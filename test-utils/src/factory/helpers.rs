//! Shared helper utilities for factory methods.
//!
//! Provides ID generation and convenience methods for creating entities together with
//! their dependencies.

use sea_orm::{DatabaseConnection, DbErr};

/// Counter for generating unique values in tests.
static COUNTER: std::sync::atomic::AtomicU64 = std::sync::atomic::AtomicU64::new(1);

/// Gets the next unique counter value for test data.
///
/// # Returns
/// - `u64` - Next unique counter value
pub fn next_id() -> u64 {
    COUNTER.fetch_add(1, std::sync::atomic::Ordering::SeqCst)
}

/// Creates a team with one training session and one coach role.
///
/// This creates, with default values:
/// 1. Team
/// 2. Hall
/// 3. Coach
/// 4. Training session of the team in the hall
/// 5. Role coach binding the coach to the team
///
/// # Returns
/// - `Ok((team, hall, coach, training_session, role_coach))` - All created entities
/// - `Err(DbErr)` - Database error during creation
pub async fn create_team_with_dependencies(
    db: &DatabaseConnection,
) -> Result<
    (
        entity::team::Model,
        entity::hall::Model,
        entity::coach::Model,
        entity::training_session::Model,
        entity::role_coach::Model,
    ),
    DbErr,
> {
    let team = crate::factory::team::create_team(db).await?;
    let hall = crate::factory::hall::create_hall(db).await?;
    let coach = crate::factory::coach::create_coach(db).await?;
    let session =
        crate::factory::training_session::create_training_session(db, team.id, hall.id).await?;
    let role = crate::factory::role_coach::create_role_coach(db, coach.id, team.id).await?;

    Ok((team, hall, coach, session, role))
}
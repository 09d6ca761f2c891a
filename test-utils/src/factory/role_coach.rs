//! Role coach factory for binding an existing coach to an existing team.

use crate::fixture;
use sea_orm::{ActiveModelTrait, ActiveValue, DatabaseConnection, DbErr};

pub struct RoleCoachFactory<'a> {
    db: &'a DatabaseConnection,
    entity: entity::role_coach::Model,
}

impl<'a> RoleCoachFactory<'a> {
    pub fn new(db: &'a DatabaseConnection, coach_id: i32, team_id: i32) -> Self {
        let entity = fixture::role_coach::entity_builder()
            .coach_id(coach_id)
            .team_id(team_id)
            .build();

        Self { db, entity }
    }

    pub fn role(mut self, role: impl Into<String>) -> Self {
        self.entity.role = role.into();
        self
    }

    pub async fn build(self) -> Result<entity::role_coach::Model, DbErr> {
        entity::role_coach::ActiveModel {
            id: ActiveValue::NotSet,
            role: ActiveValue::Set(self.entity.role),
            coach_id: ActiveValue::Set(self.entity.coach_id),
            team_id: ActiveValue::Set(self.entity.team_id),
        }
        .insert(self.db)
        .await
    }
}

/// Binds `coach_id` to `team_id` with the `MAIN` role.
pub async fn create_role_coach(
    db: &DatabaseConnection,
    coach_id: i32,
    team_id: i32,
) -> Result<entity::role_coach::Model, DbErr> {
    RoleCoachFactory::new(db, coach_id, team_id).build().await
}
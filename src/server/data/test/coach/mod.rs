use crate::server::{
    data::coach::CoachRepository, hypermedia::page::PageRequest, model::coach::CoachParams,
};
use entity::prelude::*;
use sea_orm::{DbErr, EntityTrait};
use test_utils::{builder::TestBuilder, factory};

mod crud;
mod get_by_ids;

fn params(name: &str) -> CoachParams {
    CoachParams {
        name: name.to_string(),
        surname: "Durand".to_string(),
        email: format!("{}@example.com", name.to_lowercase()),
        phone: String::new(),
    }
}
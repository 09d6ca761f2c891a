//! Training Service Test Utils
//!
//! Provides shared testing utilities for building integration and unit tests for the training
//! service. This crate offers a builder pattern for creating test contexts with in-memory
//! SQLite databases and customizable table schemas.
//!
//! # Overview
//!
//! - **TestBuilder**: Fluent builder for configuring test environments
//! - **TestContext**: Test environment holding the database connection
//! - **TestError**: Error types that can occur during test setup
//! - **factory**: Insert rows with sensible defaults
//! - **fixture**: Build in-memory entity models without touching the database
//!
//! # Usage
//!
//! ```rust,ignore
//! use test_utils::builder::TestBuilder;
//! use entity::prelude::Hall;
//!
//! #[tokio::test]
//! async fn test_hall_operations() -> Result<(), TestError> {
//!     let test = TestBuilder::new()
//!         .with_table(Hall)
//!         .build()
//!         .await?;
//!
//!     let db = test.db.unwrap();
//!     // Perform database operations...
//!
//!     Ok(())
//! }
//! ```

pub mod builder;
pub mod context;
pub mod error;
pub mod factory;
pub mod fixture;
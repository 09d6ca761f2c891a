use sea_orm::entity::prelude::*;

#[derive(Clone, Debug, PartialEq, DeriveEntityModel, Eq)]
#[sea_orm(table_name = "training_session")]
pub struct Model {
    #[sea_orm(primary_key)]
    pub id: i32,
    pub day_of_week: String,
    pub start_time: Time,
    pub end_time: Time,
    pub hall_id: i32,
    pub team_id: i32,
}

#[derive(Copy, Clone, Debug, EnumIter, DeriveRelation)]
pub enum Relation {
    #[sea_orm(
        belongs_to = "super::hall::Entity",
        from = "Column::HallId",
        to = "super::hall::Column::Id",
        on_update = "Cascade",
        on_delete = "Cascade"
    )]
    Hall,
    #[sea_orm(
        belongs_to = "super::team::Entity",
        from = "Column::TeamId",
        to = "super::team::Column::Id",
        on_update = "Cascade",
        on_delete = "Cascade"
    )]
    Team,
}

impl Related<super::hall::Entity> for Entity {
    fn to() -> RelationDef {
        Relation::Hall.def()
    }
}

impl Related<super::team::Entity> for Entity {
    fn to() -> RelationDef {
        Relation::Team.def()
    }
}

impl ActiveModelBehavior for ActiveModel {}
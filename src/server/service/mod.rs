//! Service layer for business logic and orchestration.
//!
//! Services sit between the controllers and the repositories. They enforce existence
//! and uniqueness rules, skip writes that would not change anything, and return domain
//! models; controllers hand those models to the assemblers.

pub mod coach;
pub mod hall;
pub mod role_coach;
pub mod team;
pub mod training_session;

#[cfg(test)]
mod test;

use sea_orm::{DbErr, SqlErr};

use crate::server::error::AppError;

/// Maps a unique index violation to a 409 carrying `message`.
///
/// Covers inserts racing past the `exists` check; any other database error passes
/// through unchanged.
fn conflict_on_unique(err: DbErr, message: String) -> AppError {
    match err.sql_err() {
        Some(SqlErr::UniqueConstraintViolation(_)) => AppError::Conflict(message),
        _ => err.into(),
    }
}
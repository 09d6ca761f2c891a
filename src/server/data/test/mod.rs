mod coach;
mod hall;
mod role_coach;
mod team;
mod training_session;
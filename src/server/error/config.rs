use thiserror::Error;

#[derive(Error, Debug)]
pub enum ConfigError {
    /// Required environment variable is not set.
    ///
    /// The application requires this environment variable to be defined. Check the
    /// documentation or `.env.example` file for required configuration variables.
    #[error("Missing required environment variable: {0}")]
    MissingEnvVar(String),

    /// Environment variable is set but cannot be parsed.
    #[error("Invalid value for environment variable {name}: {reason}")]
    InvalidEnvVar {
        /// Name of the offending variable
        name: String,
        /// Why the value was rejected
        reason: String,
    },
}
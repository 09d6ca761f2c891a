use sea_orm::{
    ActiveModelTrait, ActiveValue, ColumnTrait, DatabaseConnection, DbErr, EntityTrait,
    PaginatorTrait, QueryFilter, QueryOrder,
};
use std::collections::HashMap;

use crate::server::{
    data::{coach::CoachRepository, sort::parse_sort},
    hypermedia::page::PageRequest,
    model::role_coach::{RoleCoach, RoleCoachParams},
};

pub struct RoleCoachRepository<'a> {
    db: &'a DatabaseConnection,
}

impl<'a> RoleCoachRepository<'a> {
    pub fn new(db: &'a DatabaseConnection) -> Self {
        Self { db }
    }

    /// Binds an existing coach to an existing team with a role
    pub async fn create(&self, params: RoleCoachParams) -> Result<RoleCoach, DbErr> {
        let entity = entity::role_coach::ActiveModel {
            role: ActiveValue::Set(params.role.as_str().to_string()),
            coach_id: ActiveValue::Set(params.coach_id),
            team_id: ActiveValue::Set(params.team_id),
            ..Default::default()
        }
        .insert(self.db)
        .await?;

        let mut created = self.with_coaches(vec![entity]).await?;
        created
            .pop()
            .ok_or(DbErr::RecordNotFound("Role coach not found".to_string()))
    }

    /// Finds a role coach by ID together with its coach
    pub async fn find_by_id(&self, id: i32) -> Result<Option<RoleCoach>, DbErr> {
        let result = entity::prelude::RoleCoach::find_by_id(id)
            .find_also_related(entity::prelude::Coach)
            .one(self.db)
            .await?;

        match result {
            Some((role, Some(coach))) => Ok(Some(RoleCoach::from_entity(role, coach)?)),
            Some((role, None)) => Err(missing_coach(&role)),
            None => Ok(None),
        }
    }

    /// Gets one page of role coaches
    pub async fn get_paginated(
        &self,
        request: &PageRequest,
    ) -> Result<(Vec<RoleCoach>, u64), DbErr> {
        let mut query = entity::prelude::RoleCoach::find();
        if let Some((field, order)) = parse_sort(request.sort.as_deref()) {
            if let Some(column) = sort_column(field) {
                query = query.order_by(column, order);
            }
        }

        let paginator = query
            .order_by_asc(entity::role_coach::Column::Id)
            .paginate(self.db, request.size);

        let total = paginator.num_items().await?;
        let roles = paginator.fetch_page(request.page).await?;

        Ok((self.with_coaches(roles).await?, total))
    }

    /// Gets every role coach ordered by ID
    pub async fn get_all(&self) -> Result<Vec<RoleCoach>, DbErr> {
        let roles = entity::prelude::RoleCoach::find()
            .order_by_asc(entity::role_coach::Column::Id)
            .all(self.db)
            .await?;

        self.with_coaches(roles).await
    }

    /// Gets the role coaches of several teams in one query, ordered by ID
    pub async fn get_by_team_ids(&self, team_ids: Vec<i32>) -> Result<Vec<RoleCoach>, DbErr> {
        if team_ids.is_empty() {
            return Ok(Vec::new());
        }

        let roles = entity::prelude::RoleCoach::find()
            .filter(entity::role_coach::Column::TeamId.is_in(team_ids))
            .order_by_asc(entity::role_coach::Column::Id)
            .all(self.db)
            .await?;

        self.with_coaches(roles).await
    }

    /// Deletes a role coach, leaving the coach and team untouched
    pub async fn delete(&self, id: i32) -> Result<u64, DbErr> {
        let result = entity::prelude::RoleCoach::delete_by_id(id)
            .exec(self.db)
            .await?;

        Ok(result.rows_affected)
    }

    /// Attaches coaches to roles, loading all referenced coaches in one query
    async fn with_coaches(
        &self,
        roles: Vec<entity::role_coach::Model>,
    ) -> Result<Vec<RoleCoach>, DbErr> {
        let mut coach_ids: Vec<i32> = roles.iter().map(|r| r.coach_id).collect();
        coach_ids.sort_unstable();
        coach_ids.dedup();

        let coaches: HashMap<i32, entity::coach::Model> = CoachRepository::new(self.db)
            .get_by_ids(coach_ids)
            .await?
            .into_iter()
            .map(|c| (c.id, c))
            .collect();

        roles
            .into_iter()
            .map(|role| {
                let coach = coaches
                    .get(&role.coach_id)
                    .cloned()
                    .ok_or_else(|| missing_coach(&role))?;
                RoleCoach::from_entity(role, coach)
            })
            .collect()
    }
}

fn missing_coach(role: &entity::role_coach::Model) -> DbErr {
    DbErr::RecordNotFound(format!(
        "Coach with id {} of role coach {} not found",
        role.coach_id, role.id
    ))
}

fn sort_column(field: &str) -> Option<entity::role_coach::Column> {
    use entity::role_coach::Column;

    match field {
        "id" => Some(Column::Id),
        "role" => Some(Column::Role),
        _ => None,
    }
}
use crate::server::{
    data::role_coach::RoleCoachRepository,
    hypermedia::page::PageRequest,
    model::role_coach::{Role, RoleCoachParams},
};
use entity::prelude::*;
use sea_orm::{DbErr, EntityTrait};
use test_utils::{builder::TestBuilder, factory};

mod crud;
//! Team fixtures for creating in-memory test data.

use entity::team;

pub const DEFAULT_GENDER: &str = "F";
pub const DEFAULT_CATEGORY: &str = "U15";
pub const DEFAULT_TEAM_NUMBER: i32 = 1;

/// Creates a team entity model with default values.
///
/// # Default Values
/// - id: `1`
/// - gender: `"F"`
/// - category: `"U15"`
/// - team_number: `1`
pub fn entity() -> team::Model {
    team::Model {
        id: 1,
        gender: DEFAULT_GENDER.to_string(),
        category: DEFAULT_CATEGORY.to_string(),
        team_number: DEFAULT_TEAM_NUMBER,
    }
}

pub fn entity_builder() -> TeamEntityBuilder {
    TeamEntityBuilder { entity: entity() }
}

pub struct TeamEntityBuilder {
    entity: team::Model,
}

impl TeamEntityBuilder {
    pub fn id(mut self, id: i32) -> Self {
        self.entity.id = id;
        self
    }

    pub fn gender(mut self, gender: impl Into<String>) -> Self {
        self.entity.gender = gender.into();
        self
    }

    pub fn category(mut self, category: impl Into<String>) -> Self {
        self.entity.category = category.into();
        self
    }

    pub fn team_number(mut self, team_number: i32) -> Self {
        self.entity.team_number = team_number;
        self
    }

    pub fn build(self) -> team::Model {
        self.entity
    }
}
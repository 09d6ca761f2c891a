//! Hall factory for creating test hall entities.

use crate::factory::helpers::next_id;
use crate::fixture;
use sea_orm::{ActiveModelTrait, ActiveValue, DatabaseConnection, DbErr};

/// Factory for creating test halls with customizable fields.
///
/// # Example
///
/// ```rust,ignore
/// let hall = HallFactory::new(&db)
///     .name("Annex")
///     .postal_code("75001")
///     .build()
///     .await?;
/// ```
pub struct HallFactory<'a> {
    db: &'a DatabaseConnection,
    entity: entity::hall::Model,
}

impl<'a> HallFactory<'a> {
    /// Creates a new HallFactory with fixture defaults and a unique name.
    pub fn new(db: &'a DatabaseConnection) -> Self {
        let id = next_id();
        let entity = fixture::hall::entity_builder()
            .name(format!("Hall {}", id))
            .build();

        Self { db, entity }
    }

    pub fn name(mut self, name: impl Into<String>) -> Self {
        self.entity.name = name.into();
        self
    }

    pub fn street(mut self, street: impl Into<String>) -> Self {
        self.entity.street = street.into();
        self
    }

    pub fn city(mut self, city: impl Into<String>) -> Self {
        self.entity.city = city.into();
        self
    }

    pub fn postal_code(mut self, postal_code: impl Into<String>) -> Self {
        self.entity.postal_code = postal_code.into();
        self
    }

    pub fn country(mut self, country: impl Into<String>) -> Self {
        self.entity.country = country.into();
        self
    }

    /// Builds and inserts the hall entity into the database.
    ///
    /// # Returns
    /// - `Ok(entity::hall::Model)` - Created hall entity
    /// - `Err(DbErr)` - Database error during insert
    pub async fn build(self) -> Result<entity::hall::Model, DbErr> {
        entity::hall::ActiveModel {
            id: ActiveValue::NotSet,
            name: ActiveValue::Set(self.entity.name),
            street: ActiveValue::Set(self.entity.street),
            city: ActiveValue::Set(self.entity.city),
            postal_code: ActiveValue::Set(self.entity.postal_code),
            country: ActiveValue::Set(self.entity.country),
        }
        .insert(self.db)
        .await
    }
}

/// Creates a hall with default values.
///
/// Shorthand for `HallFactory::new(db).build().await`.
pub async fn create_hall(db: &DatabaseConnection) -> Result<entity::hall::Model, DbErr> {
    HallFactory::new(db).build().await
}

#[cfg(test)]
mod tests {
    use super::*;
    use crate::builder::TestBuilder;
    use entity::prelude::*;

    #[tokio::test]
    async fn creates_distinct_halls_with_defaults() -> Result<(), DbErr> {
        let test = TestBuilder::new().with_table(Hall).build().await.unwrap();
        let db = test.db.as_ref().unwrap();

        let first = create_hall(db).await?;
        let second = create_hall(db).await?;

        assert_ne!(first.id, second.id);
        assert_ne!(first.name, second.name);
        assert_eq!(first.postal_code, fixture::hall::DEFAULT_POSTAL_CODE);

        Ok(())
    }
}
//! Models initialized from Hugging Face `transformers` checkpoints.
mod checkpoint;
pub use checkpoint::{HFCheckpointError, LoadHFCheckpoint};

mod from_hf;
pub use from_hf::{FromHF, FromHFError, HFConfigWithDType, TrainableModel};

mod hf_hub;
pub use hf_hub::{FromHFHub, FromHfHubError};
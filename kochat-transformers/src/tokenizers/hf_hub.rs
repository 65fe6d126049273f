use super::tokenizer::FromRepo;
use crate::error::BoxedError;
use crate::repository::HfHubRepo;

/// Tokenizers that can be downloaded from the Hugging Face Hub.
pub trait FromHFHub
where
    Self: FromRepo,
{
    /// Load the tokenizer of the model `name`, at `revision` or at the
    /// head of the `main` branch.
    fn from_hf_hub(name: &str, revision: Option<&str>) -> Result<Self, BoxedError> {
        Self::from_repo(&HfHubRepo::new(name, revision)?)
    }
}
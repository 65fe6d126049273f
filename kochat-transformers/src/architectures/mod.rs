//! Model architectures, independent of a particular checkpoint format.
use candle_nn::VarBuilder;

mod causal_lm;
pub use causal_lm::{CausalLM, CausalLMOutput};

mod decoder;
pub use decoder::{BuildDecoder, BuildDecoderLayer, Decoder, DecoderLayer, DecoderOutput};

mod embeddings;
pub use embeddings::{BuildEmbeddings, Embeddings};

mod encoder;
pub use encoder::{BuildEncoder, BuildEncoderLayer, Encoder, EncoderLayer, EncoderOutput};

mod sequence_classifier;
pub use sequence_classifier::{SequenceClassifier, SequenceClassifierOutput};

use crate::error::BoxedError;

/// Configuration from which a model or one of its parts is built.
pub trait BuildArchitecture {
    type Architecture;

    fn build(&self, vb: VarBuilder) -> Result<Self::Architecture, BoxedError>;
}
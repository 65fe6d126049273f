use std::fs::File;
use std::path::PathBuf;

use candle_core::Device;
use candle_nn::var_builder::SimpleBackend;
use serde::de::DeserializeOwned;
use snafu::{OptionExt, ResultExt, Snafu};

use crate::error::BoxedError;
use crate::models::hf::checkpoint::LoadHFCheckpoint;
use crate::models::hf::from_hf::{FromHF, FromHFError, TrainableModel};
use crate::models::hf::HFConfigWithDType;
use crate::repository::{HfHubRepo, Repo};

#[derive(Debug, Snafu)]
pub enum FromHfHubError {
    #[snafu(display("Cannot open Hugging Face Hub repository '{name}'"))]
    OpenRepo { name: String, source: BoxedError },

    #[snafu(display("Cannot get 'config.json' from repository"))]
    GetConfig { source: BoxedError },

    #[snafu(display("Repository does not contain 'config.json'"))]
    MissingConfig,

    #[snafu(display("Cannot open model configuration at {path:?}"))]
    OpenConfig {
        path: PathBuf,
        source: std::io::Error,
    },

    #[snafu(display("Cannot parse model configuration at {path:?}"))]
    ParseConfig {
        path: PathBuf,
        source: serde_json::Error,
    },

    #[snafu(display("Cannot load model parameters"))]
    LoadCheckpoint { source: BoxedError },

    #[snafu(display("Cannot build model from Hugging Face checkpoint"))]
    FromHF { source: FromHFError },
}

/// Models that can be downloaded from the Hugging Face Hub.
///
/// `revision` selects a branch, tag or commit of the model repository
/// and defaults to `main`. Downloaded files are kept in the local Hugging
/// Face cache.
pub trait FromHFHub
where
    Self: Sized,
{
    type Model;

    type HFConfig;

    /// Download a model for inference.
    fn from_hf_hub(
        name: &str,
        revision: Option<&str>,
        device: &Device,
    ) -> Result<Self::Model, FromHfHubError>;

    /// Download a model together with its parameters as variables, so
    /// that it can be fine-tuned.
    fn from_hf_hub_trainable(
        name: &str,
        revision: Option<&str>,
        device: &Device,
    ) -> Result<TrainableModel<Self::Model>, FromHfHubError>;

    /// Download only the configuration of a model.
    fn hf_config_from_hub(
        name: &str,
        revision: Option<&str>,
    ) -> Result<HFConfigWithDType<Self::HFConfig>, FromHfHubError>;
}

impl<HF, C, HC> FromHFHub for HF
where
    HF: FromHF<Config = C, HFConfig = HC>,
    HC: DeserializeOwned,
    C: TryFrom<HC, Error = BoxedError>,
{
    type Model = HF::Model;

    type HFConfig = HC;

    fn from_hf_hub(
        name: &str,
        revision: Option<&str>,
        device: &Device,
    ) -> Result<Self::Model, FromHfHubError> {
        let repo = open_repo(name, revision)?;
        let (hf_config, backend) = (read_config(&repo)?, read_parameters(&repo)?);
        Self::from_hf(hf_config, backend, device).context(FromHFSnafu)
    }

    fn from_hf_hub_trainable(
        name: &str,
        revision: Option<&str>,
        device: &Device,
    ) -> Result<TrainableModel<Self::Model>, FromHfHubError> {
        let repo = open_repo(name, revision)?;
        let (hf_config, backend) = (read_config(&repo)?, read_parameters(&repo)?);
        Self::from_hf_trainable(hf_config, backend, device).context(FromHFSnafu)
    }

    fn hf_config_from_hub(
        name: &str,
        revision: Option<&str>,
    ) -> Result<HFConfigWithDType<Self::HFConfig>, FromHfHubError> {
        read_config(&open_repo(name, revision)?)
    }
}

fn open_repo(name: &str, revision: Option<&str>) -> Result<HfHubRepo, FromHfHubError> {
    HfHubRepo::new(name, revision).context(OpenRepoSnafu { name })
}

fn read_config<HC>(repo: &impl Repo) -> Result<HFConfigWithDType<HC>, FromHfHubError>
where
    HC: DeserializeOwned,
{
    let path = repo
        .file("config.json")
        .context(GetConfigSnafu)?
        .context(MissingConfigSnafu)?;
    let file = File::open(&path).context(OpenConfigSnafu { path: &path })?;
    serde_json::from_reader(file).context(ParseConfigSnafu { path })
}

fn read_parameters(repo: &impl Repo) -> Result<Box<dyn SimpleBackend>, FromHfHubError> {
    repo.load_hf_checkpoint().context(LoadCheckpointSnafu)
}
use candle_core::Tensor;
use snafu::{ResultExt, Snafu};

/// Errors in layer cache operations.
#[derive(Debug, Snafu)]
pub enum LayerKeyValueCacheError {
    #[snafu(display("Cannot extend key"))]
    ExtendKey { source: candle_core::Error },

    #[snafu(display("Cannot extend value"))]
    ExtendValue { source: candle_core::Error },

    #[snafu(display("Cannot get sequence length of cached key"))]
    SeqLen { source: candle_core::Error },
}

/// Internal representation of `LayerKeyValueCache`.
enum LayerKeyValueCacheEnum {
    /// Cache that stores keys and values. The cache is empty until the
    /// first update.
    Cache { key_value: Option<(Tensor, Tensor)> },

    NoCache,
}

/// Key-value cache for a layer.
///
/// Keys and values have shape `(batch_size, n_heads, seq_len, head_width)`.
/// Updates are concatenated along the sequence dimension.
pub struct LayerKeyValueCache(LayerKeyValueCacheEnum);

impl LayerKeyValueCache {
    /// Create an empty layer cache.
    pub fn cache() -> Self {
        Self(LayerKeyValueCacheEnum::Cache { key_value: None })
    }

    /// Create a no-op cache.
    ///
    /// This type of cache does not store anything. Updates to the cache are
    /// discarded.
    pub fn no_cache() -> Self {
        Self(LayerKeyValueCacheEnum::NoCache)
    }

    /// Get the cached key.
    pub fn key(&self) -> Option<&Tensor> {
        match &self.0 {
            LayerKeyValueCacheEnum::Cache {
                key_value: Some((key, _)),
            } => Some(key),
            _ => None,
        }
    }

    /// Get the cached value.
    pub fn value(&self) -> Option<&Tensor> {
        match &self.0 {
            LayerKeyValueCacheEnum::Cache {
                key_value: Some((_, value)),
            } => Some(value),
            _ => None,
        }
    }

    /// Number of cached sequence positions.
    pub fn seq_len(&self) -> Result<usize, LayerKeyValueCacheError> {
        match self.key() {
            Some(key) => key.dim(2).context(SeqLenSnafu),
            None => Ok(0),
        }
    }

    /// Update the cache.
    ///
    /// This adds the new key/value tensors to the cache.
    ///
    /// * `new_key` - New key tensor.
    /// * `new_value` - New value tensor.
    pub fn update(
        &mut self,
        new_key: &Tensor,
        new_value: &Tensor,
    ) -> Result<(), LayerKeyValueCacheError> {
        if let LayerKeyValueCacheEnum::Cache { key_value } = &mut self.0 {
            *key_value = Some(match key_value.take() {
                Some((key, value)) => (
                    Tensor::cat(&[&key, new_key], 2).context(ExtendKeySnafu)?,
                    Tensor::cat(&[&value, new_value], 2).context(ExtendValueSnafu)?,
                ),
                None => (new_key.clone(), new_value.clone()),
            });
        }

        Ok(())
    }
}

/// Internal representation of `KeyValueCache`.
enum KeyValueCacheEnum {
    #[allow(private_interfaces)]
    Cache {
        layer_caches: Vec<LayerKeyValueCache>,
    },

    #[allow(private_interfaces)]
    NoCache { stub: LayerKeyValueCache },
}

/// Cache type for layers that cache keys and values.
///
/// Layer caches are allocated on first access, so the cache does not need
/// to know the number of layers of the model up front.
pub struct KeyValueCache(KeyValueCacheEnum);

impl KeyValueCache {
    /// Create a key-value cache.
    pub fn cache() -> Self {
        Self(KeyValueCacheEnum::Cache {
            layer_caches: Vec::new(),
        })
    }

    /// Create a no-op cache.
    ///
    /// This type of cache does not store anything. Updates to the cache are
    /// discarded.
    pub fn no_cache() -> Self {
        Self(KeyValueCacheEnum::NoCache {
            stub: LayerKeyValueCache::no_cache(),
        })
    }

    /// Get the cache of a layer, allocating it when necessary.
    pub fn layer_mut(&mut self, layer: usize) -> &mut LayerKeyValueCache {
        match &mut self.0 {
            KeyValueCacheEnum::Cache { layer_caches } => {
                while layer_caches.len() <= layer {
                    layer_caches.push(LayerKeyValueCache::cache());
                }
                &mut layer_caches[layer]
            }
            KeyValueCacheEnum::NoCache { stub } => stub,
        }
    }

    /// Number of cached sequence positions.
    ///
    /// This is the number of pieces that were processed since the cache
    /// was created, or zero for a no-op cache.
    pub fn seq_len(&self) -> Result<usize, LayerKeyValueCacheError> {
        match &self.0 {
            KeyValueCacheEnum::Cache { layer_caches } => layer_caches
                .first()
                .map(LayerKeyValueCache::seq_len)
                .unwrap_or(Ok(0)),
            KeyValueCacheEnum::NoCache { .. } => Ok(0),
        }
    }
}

^^^^^^^^

• [How to complete this task] Only a number is expected here: the count of lines with the string "TestError" in the material above.

• [Your solution] 2